Air suspension has become popular in the custom automobile culture: street rods, trucks, cars, and even motorcycles may have air springs. They are used in these applications to provide an adjustable suspension which allows vehicles to sit extremely low, yet be able rise to a level high enough to maneuver over obstacles and inconsistencies on paved surfaces. These systems generally employ small, electric or engine-driven air compressors which sometimes fill an on-board air receiver tank which stores compressed air for use in the future without delay. It is important that the tank is sized for the task and can be calculated using a specific formula involving the compressor output, standard atmospheric pressure and compressed pressure.

High-pressured industrial gas bottles (such as nitrogen or carbon dioxide tanks used to store shielding gases for welding) are sometimes used in more radical air suspension setups. Either of these reservoir systems may be fully adjustable, being able to adjust each wheel's air pressure individually. This allows the user to tilt the vehicle side-to-side, front-to-back, in some instances "hit a 3-wheel" (contort the vehicle so one wheel lifts up from the ground) or even "hop" the entire vehicle into the air. When a pressure reservoir is present, the flow of air or gas is commonly controlled with pneumatic solenoid valves. This allows the user to make adjustments by simply pressing a momentary-contact electric button or switch.

The installation and configuration of these systems varies for different makes and models but the underlying principle remains the same. The metal spring (coil or leaf) is removed, and an air bag, also referred to as an air spring, is inserted or fabricated to fit in the place of the factory spring. When air pressure is supplied to the air bag, the suspension can be adjusted either up or down (lifted or lowered).

For vehicles with leaf spring suspension such as pickup trucks, the leaf spring is sometimes eliminated and replaced with a multiple-bar linkage. These bars are typically in a trailing arm configuration and the air spring may be situated vertically between a link bar or the axle housing and a point on the vehicle's frame. In other cases, the air bag is situated on the opposite side of the axle from the main link bars on an additional cantilever member. If the main linkage bars are oriented parallel to the longitudinal (driving) axis of the car, the axle housing may be constrained laterally with either a Panhard rod or Watt's linkage. In some cases, two of the link bars may be combined into a triangular shape which effectively constrains the vehicles axle laterally.
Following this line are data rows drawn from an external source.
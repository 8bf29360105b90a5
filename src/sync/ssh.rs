//  zfsync: ZFS dataset replication over SSH
//  Copyright (C) 2026  The zfsync authors

//  This program is free software: you can redistribute it and/or modify
//  it under the terms of the GNU General Public License as published by
//  the Free Software Foundation, either version 3 of the License, or
//  (at your option) any later version.

//  This program is distributed in the hope that it will be useful,
//  but WITHOUT ANY WARRANTY; without even the implied warranty of
//  MERCHANTABILITY or FITNESS FOR A PARTICULAR PURPOSE.  See the
//  GNU General Public License for more details.

//  You should have received a copy of the GNU General Public License
//  along with this program.  If not, see <https://www.gnu.org/licenses/>.

use crate::sync::sys;
use log::{debug, warn};
use std::{
    io,
    process::{Command, Stdio},
};

/// A persistent multiplexed ssh connection. Every command for the host
/// reuses the control socket, so one handshake covers the whole run. The
/// master is told to exit when this is dropped.
pub struct SshMaster {
    host: String,
    socket: String,
}

impl SshMaster {
    pub fn open(host: &str, options: &[String]) -> io::Result<Self> {
        let (user, hostname) = host.split_once('@').unwrap_or(("", host));
        let socket = format!("/tmp/zfsync-{user}-{hostname}-{}", sys::unix_seconds());
        let mut cmd = Command::new("ssh");
        cmd.args(["-M", "-S", &socket, "-o", "ControlPersist=yes"]);
        for option in options {
            cmd.args(["-o", option]);
        }
        cmd.args([host, "exit"]);
        debug!("opening ssh control master on socket {socket} for {host}");
        // stdio stays on the terminal so ssh can ask for passphrases
        let status = cmd.status()?;
        if !status.success() {
            return Err(io::Error::other(format!(
                "failed to establish an ssh connection to {host}"
            )));
        }
        Ok(Self {
            host: host.to_string(),
            socket,
        })
    }

    pub fn socket(&self) -> &str {
        &self.socket
    }
}

impl Drop for SshMaster {
    fn drop(&mut self) {
        debug!("closing ssh control master for {}", self.host);
        let closed = Command::new("ssh")
            .args(["-S", &self.socket, "-O", "exit", &self.host])
            .stdin(Stdio::null())
            .stdout(Stdio::null())
            .stderr(Stdio::null())
            .status()
            .map(|status| status.success());
        if !matches!(closed, Ok(true)) {
            warn!("failed to close ssh control master for {}", self.host);
        }
    }
}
Often, owners may desire to lower their vehicle to such an extent that they must cut away portions of the frame for more clearance. A reinforcement member commonly referred to as a C-notch is then bolted or welded to the vehicle frame in order to maintain structural integrity. Specifically on pickup trucks, this process is termed "notching" because a portion (notch) of the cargo bed may also be removed, along with the wheel wells, to provide maximum axle clearance. For some, it is desirable to have the vehicle so low that the frame rests on the ground when the air bags are fully deflated. Owners generally choose between having their cars 'tuck' their wheels into the arches when their air suspension is fully lowered or alternatively they can choose to go for 'fitment' which in partnership with stretched tyres sees the arch itself fit in between the tyre and rim.

Air suspension is also a common suspension upgrade for those who tow or haul heavy loads with their pick-up truck, SUV, van or car. Air springs, also called "air helper springs," are placed on existing suspension components on the rear or front of the vehicle in order to increase the load capacity. One of the advantages of using air suspension as a load support enhancement is the air springs can be deflated when not towing or hauling and therefore maintaining the factory ride quality.
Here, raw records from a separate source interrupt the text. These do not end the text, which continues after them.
use std::fs;
use std::io;
use std::path::{Path, PathBuf};
use std::time::SystemTime;

use chrono::{DateTime, Utc};
use serde::{Deserialize, Serialize};

use crate::date::fs::utc_to_filetime;
use crate::date::ResolvedTimestamp;
use crate::error::SortError;

/// What happened to one file.
#[derive(Debug, Clone, Copy, PartialEq, Eq, Serialize, Deserialize)]
#[serde(rename_all = "snake_case")]
pub enum CopyOutcome {
    Copied,
    /// A file with the same name already sat in the day folder.
    SkippedExisting,
}

/// Copy `source` into `dest_dir` under its own name and stamp it with `timestamp`.
///
/// An existing file of the same name is left alone, whatever its content.
pub fn copy_into(
    source: &Path,
    timestamp: &ResolvedTimestamp,
    dest_dir: &Path,
) -> Result<(PathBuf, CopyOutcome), SortError> {
    let file_name = source.file_name().ok_or_else(|| {
        SortError::io(
            "copy",
            source,
            io::Error::new(io::ErrorKind::InvalidInput, "source has no file name"),
        )
    })?;
    let dest = dest_dir.join(file_name);

    let exists = dest
        .try_exists()
        .map_err(|e| SortError::io("check destination", &dest, e))?;
    if exists {
        log::info!("{} already exists.", file_name.to_string_lossy());
        return Ok((dest, CopyOutcome::SkippedExisting));
    }

    log::info!("Copying file: {}", file_name.to_string_lossy());
    copy_and_stamp(source, &dest, |path| apply_timestamp(path, timestamp.instant))?;

    Ok((dest, CopyOutcome::Copied))
}

/// Copy `source` to `dest`, then run `stamp` on the copy.
///
/// A failure in either step removes whatever landed at `dest`, so a later
/// run does not mistake a partial copy for an existing file.
fn copy_and_stamp<F>(source: &Path, dest: &Path, stamp: F) -> Result<(), SortError>
where
    F: FnOnce(&Path) -> Result<(), SortError>,
{
    let result = fs::copy(source, dest)
        .map_err(|e| SortError::io("copy", source, e))
        .and_then(|_| stamp(dest));

    if result.is_err() {
        match fs::remove_file(dest) {
            Ok(()) => log::debug!("Removed incomplete copy {}", dest.display()),
            Err(e) if e.kind() == io::ErrorKind::NotFound => {}
            Err(e) => log::warn!("Could not remove incomplete copy {}: {}", dest.display(), e),
        }
    }
    result
}

/// Set creation (where supported), access and modification times of `path` to `at`.
pub fn apply_timestamp(path: &Path, at: DateTime<Utc>) -> Result<(), SortError> {
    set_created(path, SystemTime::from(at)).map_err(|e| SortError::io("set creation time", path, e))?;

    let ft = utc_to_filetime(at);
    filetime::set_file_times(path, ft, ft).map_err(|e| SortError::io("set file times", path, e))
}

#[cfg(any(windows, target_os = "macos"))]
fn set_created(path: &Path, at: SystemTime) -> io::Result<()> {
    #[cfg(target_os = "macos")]
    use std::os::macos::fs::FileTimesExt;
    #[cfg(windows)]
    use std::os::windows::fs::FileTimesExt;

    let file = fs::OpenOptions::new().write(true).open(path)?;
    file.set_times(fs::FileTimes::new().set_created(at))
}

// Birth time is not settable here; the copy keeps the time it was created.
#[cfg(not(any(windows, target_os = "macos")))]
fn set_created(_path: &Path, _at: SystemTime) -> io::Result<()> {
    Ok(())
}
===Electronic air suspension===
Electronic Controlled Air Suspension (ECAS) is the name of the air suspension system installed on the Range Rover Classic in 1993 and later on the Range Rover P38A. It was developed in the early 1990s by the company now known as Dunlop Systems and Components Ltd in Coventry, UK.

ECAS provides variable-height suspension for on- and off-road applications. The five suspension heights typically offered by ECAS are (from lowest to highest in terms of height) "Loading," "Highway," "Standard," "Off-Road," and "Off-Road Extended." Height is controlled automatically based on speed and undercarriage sensors, but a manual ride height switch allows control over the suspension by the driver. The "Loading" and "Off-Road" heights are available only at speeds typically less than 35 mph. The "Highway" setting is not available manually; it is set when the vehicle moves at over typically 50 mph for over 30 seconds. Unlike a mechanical spring system (where deflection is proportional to load), height may be varied independently from the load by altering the pressure in the air springs.

The air springs were designed to provide a smooth ride, with the additional ability to raise the body of the vehicle for off-road clearance and lower it for higher-speeds road driving. Mechanical springs, for which deflection is proportional to load, cannot do this; with ECAS height is largely independent of load. The developers of ECAS also designed LoadSafe, a related system to ascertain load and change in load on an LCV type vehicle fitted with air springs.

====Components====
The system comprises:
- a vulcanised rubber air spring at each wheel
- an air compressor, which is typically located in the trunk (boot) or under the bonnet
- a compressed air storage tank may be included for rapid "kneel", storing air at ~150psi (1000 kPa), note (1psi=6.89kPa)
- a valve block which routes air from the storage tank to the four air springs via a series of solenoids, valves and many o-rings
- an ECAS computer which communicates with the car's main computer the BeCM and decides where to route air pressure
- a series of 6 mm air pipes which channel air throughout the system (mainly from the storage tank to the air springs via the valve block)
- an air drier canister containing desiccant
- height sensors ideally on all 4 vehicle corners based, typically, on resistive contact sensing to give an absolute height reference for each corner of the vehicle.
Dunlop Systems and Components Ltd have continued to develop the products to the point where the electronic control unit (ECU) is now able to fit under the vehicle floor. The control valves are much smaller and lighter and they produce their own range of compressors.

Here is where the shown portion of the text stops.